WHAT IS EXPECTED:
Please quote exactly the opening lines of the data, from the first line to the one where "must be set" appears.

Stored data entries:
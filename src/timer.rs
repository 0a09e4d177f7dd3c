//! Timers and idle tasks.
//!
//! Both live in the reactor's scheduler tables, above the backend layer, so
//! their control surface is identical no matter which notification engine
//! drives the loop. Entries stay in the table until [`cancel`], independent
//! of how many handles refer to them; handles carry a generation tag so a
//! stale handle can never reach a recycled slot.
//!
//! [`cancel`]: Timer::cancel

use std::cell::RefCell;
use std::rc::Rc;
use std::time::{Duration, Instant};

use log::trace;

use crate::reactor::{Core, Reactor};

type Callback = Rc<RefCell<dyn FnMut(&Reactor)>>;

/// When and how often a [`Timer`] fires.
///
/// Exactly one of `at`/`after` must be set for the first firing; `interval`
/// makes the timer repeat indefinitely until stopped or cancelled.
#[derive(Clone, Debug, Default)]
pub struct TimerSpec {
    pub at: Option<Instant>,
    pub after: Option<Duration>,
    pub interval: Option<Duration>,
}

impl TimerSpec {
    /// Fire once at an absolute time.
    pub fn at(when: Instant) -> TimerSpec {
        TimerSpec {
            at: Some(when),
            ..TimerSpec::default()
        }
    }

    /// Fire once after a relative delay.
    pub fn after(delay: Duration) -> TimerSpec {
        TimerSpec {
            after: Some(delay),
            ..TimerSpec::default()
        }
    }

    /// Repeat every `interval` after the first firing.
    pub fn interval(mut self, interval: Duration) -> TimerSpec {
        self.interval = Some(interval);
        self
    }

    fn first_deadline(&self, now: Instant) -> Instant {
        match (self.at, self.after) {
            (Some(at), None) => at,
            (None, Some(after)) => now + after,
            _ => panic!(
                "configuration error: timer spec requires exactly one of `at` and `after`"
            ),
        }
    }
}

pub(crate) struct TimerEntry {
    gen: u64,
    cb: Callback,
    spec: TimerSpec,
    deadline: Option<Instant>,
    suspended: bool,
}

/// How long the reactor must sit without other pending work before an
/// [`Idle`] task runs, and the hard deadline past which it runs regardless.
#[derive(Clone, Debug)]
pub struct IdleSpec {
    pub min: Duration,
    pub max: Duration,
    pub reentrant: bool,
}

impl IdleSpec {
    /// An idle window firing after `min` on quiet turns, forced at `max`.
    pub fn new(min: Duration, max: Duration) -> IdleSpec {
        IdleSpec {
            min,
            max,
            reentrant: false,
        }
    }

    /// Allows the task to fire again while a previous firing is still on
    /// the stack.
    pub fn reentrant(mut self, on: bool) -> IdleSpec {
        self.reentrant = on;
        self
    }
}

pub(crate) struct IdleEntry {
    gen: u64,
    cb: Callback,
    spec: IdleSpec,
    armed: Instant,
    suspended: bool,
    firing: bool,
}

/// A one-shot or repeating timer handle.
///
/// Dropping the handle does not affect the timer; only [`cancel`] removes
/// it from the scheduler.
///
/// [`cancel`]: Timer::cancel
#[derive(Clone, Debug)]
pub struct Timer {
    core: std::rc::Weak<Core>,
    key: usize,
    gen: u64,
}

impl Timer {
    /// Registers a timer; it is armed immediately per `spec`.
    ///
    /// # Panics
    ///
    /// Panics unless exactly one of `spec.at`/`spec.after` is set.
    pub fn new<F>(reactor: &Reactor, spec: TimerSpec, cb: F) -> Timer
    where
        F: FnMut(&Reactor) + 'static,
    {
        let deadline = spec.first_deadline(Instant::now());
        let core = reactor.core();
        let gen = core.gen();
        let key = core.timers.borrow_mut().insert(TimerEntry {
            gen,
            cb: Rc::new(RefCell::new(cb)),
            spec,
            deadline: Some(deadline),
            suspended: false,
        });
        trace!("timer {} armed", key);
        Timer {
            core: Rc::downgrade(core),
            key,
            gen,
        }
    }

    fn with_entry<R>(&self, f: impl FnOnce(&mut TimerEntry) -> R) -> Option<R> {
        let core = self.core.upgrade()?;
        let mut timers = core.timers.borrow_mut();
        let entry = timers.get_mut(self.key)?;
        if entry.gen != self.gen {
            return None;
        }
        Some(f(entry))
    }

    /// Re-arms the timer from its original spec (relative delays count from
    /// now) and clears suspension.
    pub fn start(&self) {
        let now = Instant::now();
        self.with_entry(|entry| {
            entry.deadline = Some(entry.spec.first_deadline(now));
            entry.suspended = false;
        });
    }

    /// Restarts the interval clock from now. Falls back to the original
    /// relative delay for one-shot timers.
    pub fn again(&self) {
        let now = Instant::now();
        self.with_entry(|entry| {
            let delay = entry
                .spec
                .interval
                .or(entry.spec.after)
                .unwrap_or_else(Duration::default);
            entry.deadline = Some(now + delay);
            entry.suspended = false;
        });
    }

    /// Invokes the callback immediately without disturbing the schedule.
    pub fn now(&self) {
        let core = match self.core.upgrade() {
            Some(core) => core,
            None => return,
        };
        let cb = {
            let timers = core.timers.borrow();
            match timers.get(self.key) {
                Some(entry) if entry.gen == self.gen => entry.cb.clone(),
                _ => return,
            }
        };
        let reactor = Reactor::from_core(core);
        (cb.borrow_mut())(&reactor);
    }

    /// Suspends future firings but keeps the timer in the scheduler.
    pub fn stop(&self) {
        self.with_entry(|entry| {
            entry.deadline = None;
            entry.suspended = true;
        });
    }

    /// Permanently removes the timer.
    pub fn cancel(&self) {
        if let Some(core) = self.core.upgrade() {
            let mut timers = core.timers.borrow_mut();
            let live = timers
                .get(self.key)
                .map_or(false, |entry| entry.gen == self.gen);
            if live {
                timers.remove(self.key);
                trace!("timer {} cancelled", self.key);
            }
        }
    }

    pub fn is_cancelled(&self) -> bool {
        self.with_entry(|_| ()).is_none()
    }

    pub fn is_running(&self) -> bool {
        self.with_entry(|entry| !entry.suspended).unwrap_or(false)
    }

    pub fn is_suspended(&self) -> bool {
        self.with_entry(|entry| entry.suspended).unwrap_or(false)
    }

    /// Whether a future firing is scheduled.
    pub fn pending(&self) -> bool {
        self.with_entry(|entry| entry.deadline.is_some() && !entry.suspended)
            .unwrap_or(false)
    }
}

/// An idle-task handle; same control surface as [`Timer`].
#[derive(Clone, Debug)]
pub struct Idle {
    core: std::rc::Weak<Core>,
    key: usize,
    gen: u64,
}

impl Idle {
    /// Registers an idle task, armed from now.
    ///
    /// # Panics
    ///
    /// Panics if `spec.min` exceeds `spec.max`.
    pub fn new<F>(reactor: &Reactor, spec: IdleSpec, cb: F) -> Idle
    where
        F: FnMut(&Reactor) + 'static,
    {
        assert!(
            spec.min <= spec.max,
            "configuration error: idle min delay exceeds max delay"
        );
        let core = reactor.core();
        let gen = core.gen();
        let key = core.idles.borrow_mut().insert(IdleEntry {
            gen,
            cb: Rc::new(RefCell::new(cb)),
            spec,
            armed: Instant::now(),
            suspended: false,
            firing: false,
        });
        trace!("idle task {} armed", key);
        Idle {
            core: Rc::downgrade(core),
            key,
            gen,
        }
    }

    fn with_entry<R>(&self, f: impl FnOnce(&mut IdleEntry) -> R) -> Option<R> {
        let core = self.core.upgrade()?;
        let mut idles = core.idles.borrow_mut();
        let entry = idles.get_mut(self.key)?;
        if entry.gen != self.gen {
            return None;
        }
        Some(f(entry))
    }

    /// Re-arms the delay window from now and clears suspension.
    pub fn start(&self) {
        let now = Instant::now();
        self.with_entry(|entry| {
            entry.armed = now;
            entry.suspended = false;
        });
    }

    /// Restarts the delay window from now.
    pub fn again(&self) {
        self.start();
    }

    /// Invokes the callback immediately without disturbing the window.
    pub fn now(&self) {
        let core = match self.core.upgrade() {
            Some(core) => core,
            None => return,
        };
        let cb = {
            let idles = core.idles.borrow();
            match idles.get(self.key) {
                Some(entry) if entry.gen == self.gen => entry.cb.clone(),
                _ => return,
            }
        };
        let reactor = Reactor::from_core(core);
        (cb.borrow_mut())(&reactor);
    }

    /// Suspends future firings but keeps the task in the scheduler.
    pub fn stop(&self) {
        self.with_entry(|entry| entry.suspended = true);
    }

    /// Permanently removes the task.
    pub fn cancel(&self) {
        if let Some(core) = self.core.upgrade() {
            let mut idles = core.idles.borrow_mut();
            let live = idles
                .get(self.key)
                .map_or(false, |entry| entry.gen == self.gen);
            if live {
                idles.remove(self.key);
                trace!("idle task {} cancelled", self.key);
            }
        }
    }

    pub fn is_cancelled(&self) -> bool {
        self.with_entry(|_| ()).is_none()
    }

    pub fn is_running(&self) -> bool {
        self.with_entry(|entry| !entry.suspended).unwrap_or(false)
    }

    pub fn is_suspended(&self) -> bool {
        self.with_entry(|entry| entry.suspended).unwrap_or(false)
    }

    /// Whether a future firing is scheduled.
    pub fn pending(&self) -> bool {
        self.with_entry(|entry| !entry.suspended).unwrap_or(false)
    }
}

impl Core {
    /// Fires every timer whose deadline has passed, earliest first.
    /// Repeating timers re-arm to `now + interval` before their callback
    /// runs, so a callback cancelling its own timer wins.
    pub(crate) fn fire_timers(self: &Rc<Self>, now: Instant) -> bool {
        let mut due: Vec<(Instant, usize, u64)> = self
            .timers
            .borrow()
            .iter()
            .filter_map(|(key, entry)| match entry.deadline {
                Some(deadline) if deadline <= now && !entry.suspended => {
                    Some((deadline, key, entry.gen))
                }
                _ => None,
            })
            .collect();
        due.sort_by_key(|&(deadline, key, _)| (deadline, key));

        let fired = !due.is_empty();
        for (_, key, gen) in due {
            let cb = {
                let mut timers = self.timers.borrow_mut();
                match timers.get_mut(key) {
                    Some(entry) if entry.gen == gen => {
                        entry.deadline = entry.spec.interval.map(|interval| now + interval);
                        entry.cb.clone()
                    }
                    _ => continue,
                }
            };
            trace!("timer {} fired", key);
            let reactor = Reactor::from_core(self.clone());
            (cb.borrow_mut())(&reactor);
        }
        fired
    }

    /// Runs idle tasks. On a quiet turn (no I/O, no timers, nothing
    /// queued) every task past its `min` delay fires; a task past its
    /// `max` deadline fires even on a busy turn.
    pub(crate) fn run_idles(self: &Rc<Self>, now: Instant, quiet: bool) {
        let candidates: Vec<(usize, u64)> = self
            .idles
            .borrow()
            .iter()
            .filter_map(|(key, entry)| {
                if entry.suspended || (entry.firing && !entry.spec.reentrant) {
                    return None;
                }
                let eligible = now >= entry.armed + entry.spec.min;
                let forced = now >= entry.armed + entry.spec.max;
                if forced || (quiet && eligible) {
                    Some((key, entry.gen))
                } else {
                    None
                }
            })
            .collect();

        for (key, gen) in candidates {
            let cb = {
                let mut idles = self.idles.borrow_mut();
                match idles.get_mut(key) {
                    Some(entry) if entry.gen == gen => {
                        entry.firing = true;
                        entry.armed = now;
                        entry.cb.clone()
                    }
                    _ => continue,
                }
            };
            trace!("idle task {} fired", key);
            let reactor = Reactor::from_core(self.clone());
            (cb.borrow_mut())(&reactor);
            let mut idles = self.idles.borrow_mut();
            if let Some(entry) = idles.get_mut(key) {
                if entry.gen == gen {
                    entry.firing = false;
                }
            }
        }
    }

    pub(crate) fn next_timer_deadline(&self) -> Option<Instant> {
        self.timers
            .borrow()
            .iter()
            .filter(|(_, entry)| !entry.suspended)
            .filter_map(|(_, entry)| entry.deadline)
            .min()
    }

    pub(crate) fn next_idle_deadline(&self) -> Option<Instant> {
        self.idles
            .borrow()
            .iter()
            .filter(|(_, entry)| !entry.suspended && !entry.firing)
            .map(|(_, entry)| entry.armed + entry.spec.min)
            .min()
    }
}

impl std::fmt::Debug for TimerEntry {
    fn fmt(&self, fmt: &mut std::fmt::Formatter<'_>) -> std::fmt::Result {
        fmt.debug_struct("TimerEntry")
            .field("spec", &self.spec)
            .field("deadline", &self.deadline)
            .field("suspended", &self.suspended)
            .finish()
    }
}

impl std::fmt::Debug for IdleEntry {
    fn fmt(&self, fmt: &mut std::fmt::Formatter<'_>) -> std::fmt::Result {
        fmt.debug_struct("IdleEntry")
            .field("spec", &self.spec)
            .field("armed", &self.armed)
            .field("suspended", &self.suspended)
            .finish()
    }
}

RESULT:
filename src/timer.rs
repository 0a09e4d177f7dd3c
//! Timers and idle tasks.
//!
//! Both live in the reactor's scheduler tables, above the backend layer, so
//! their control surface is identical no matter which notification engine
//! drives the loop. Entries stay in the table until [`cancel`], independent
//! of how many handles refer to them; handles carry a generation tag so a
//! stale handle can never reach a recycled slot.
//!
//! [`cancel`]: Timer::cancel

use std::cell::RefCell;
use std::rc::Rc;
use std::time::{Duration, Instant};

use log::trace;

use crate::reactor::{Core, Reactor};

type Callback = Rc<RefCell<dyn FnMut(&Reactor)>>;

/// When and how often a [`Timer`] fires.
///
/// Exactly one of `at`/`after` must be set for the first firing; `interval`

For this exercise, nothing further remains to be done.